(Information supplied)
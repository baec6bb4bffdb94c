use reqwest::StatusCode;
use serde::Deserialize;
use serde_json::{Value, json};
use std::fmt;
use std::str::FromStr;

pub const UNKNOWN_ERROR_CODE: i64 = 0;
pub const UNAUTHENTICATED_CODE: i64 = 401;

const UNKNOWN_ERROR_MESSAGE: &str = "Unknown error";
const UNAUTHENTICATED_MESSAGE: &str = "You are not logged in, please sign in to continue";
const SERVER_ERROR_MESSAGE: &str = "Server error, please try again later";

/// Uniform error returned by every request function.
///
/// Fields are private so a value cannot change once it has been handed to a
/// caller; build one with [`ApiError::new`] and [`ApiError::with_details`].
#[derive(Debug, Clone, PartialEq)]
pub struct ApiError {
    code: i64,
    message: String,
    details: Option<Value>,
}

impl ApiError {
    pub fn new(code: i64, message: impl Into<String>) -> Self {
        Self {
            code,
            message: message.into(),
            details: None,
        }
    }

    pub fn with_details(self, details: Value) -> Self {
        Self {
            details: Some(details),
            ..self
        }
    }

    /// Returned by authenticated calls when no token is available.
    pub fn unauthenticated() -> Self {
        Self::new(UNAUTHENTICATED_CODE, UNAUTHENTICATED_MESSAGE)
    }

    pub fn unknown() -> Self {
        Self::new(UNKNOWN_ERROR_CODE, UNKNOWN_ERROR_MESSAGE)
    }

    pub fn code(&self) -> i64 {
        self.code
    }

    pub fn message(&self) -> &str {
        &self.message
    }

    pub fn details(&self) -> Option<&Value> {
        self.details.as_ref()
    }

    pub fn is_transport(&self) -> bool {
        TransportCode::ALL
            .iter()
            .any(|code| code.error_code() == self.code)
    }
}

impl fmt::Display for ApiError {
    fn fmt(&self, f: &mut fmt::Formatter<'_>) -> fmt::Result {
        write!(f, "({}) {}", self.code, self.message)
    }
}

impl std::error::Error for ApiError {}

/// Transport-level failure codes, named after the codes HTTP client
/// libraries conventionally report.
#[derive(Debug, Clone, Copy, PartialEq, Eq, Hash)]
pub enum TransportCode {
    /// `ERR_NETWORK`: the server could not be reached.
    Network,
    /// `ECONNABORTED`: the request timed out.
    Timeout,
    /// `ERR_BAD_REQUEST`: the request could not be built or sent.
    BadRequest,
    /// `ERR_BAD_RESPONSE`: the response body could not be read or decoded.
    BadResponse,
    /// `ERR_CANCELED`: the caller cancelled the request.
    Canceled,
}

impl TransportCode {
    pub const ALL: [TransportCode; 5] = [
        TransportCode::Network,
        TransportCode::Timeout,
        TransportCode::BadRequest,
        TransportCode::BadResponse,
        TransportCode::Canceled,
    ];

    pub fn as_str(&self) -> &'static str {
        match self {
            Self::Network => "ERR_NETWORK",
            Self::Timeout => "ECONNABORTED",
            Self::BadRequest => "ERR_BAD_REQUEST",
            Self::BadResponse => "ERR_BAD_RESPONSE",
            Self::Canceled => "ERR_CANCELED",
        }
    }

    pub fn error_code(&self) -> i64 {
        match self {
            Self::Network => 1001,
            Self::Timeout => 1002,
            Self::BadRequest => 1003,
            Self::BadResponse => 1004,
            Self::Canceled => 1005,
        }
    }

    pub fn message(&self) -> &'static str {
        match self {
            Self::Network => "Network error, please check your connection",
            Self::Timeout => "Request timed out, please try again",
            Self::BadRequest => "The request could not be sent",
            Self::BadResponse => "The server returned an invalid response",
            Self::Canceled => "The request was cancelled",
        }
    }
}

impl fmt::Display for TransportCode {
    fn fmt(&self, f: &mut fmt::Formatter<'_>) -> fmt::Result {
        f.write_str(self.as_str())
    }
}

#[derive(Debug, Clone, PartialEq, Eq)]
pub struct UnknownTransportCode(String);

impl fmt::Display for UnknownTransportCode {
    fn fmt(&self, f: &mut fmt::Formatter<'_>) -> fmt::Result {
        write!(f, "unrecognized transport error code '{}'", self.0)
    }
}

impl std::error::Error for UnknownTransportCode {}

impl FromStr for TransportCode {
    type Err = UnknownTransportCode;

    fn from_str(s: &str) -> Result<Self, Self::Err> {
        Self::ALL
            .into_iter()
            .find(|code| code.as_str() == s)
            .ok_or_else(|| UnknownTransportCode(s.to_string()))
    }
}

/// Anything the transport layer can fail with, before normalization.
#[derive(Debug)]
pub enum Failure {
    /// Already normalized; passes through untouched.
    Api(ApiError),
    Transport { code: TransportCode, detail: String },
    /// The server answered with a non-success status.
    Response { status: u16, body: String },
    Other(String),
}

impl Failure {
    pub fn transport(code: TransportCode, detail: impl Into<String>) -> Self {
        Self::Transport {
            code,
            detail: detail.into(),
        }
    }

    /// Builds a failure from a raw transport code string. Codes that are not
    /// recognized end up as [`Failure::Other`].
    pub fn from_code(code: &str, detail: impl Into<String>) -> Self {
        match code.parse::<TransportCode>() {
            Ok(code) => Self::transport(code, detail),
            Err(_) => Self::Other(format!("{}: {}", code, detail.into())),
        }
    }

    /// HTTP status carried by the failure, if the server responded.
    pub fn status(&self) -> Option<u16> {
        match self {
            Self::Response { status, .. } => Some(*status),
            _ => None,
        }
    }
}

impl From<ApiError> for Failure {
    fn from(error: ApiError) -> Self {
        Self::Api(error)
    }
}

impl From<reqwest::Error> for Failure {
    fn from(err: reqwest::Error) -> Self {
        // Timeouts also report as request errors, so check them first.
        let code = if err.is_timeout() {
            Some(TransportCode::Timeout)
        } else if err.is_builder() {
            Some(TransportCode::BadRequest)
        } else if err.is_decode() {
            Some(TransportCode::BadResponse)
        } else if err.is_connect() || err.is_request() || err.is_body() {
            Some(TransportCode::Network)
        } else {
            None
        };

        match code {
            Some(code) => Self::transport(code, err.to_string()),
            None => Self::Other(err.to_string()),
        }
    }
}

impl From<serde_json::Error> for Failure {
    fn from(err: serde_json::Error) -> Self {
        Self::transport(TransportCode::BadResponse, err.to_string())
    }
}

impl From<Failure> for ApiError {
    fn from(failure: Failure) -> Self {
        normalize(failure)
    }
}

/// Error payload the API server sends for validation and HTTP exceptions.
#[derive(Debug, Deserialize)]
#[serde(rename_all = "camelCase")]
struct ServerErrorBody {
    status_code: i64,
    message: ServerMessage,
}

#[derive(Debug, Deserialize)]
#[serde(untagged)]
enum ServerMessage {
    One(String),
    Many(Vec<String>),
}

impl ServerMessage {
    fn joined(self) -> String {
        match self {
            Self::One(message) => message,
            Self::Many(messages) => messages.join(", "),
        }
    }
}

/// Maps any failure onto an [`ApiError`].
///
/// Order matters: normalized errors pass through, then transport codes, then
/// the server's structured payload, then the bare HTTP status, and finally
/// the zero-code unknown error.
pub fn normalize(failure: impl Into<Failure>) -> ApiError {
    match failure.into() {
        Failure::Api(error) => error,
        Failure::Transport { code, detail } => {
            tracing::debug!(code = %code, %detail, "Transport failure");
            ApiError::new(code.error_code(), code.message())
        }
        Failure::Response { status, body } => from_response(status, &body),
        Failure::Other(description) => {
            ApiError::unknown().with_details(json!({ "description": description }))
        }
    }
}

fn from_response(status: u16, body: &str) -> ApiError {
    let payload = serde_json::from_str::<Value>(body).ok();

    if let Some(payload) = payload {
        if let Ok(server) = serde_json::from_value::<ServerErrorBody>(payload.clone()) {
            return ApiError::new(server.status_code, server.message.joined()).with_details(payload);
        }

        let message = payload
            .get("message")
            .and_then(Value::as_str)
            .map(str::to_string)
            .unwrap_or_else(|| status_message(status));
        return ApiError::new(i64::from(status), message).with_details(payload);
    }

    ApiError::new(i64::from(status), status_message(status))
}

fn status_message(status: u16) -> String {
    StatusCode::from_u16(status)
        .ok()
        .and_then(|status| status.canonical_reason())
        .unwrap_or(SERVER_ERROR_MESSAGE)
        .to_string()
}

(Aim of the task)
Please copy each line of the records above that holds the word "errors".

(Response area)
        // Timeouts also report as request errors, so check them first.
/// Order matters: normalized errors pass through, then transport codes, then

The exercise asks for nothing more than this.